The Panama Papers Revelations Hit The World’s Poor Hardest
Written by Deborah Hardoon, Oxfam's Deputy Head of Research
This week the Panama Papers leak blew the lid on the murky world of industrial scale tax abuse. For over 40 years a single law firm, Mossack Fonseca, set up more than 200,000 shell companies for the rich and powerful, in places where their financial affairs could be cloaked in secrecy, out of reach from tax authorities and regulators. At the peak of its activity in 2005, Mossack Fonseca incorporated more than 13,000 companies – that's one company every 10 minutes.
This is already a massive scandal and we have yet to find out the full extent of what the files contain. But the real shocker is that it is just a small part of a much bigger picture of tax evasion and avoidance that is costing governments – including some of the world's poorest countries – billions of dollars in tax revenues every year.
For a start Mossack Fonseca is not even the largest firm offering clandestine financial services. The company is a top-ranking firm by Panama standards, but is only the fourth biggest provider of offshore services globally.
Second, it's not just law firms that specialise in secretive financial manoeuvres which can be used to dodge taxes. The Panama Papers show that Mossack Fonseca worked with more than 14,000 banks, law firms, company incorporators and other middlemen – almost 2,000 from the UK, 1,200 from Switzerland and more than 400 in Brazil.
More than 500 different banks including HSBC, Credit Suisse, and UBS registered shell companies with Fonseca. While earlier scandals, such as the 2014 Lux Leaks revelations, have highlighted the role of the accountancy firm PriceWaterhouseCoopers in securing secret deals from the Luxembourg authorities to drastically reduce their client's tax bills.
And for those with cash to stash there are plenty of tax havens to choose from. Media attention is now focused on Panama and the British Virgin Islands but as many as 50 different countries and many more jurisdictions within countries are classed by various organizations as tax havens.
Some, such as Singapore, specialise in secrecy allowing private individuals to hide their wealth and dodge paying their fair share of tax. Others, such as the Netherlands, offer corporations the ability to artificially reduce their tax on profits to almost zero. And they are doing a roaring business too – in 2014, corporate investment in tax havens was almost four times bigger than it was in 2001.
The reality is that the Panama Papers, like Lux Leaks and Swiss Leaks before it, offer a small glimpse into a monster problem. This is not about one or two "bad apples." This is systematic abuse of an outdated and disjointed global tax system, that governments have largely turned a blind eye to for decades.
The implications are huge. When companies or wealthy individuals dodge taxes, governments either have to cut back on essential services, such as health care and education, or make up the shortfall by levying higher taxes on everyone else. Both options see the poorest people lose out and the inequality gap grow.
Poor countries are especially hard hit. It is estimated that tax havens cost poor countries at least $170 billion in lost tax revenues each year. The Panama Papers highlighted how just one company in Uganda used Mossack Fonseca services to try to avoid paying $400 million in tax.
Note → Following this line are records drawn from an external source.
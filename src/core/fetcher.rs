use crate::domain::ports::{FetchSettings, Fetcher};
use crate::utils::error::{FetchFailure, Result, ScrapeError};
use async_trait::async_trait;
use reqwest::header::{HeaderMap, HeaderName, HeaderValue};
use reqwest::{Client, StatusCode};
use std::time::Duration;

/// 以 reqwest 實作的 `Fetcher`；不重試、不快取
pub struct HttpFetcher {
    client: Client,
}

impl HttpFetcher {
    pub fn new(settings: &FetchSettings) -> Result<Self> {
        let mut headers = HeaderMap::new();
        for (name, value) in &settings.headers {
            let header_name = HeaderName::from_bytes(name.as_bytes()).map_err(|e| {
                ScrapeError::InvalidConfigValueError {
                    field: "headers".to_string(),
                    value: name.clone(),
                    reason: e.to_string(),
                }
            })?;
            let header_value =
                HeaderValue::from_str(value).map_err(|e| ScrapeError::InvalidConfigValueError {
                    field: format!("headers.{}", name),
                    value: value.clone(),
                    reason: e.to_string(),
                })?;
            headers.insert(header_name, header_value);
        }

        let client = Client::builder()
            .timeout(Duration::from_secs(settings.timeout_secs))
            .user_agent(settings.user_agent.as_str())
            .default_headers(headers)
            .build()
            .map_err(|e| ScrapeError::config(format!("Failed to create HTTP client: {}", e)))?;

        Ok(Self { client })
    }
}

fn request_failure(err: &reqwest::Error) -> FetchFailure {
    if err.is_timeout() {
        FetchFailure::Timeout
    } else {
        FetchFailure::Connection(err.to_string())
    }
}

#[async_trait]
impl Fetcher for HttpFetcher {
    async fn fetch(&self, url: &str) -> Result<String> {
        tracing::debug!("GET {}", url);

        let response = self
            .client
            .get(url)
            .send()
            .await
            .map_err(|e| ScrapeError::FetchError {
                url: url.to_string(),
                failure: request_failure(&e),
            })?;

        let status = response.status();
        tracing::debug!("Response status for {}: {}", url, status);

        if status != StatusCode::OK {
            return Err(ScrapeError::FetchError {
                url: url.to_string(),
                failure: FetchFailure::Status(status.as_u16()),
            });
        }

        response.text().await.map_err(|e| ScrapeError::FetchError {
            url: url.to_string(),
            failure: if e.is_timeout() {
                FetchFailure::Timeout
            } else {
                FetchFailure::Body(e.to_string())
            },
        })
    }
}

#[cfg(test)]
mod tests {
    use super::*;
    use httpmock::prelude::*;

    fn fetcher() -> HttpFetcher {
        HttpFetcher::new(&FetchSettings::default()).unwrap()
    }

    #[tokio::test]
    async fn test_fetch_ok_returns_body() {
        let server = MockServer::start();
        let page_mock = server.mock(|when, then| {
            when.method(GET).path("/koop");
            then.status(200)
                .header("Content-Type", "text/html; charset=utf-8")
                .body("<html><body>ok</body></html>");
        });

        let body = fetcher().fetch(&server.url("/koop")).await.unwrap();

        page_mock.assert();
        assert_eq!(body, "<html><body>ok</body></html>");
    }

    #[tokio::test]
    async fn test_non_ok_status_is_fetch_error() {
        let server = MockServer::start();
        server.mock(|when, then| {
            when.method(GET).path("/missing");
            then.status(404);
        });

        let url = server.url("/missing");
        match fetcher().fetch(&url).await {
            Err(ScrapeError::FetchError { url: failed, failure }) => {
                assert_eq!(failed, url);
                assert_eq!(failure, FetchFailure::Status(404));
            }
            other => panic!("expected FetchError, got {:?}", other),
        }
    }

    #[tokio::test]
    async fn test_only_200_counts_as_success() {
        let server = MockServer::start();
        server.mock(|when, then| {
            when.method(GET).path("/accepted");
            then.status(202).body("<html></html>");
        });

        let err = fetcher().fetch(&server.url("/accepted")).await.unwrap_err();
        assert!(matches!(
            err,
            ScrapeError::FetchError {
                failure: FetchFailure::Status(202),
                ..
            }
        ));
    }

    #[tokio::test]
    async fn test_configured_headers_are_sent() {
        let server = MockServer::start();
        let page_mock = server.mock(|when, then| {
            when.method(GET)
                .path("/koop")
                .header("user-agent", "price-scraper-test")
                .header("accept-language", "nl-NL");
            then.status(200).body("<html></html>");
        });

        let mut settings = FetchSettings {
            user_agent: "price-scraper-test".to_string(),
            ..FetchSettings::default()
        };
        settings
            .headers
            .insert("Accept-Language".to_string(), "nl-NL".to_string());

        let fetcher = HttpFetcher::new(&settings).unwrap();
        fetcher.fetch(&server.url("/koop")).await.unwrap();

        page_mock.assert();
    }

    #[tokio::test]
    async fn test_connection_failure_is_fetch_error() {
        let err = fetcher().fetch("http://127.0.0.1:1/koop").await.unwrap_err();

        assert!(matches!(err, ScrapeError::FetchError { .. }));
        assert!(err.to_string().contains("http://127.0.0.1:1/koop"));
    }

    #[test]
    fn test_invalid_header_name_is_rejected() {
        let mut settings = FetchSettings::default();
        settings
            .headers
            .insert("bad header".to_string(), "x".to_string());

        assert!(matches!(
            HttpFetcher::new(&settings),
            Err(ScrapeError::InvalidConfigValueError { .. })
        ));
    }
}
This is more than the Ugandan government spends on healthcare each year.
Oxfam's own research found that rich Africans' have $500 billion stashed away in tax havens – depriving the continent of $14 billion a year in tax revenues. This is enough to save the lives of four million children and employ enough teachers to teach every African child.
It doesn't end there. Tax dodging companies have an unfair advantage over their tax paying competitors. Profit shifting and tax haven abuse mean that in OECD countries some multinationals use strategies that allow them to pay as little as five per cent in corporate taxes when smaller businesses are paying up to 30 per cent. While tax havens have spurred a race to the bottom that has seen corporate tax revenues – and government revenues – plummet in recent years. Since the financial crisis there has been a 20 per cent drop in corporate tax revenue in OECD countries.
Despite the enormity of the problem, it can be fixed. Recent financial sector regulation and rules on transparency (e.g. FATCA – Foreign Account Tax Compliance act in the U.S. and the new EU rules) have already started to undermine the business model that has worked so well for Fonseca and others. These rules are nowhere near strong or comprehensive enough. But they do illustrate what can be achieved with political will.
Yet, given the globalised nature of this problem, even the strongest laws can only work if governments work together to tackle it. Otherwise, when rules are tightened in one country the tax dodgers will simply move their money elsewhere.
The leaked data shows this clearly. When the British Virgin Islands introduced new rules to prohibit bearer shares (a scheme which allows the people who own shares in a company to remain anonymous), the companies that used them disappeared from the island, only to reappear in Panama where they did not face the same level of regulation.
Whoever leaked the Panama Papers did the world a huge favour. He or she has shone a light on a murky global industry which can and must be dismantled. Government must now come together to agree the tough coordinated action that is needed to end the era of tax havens once and for all.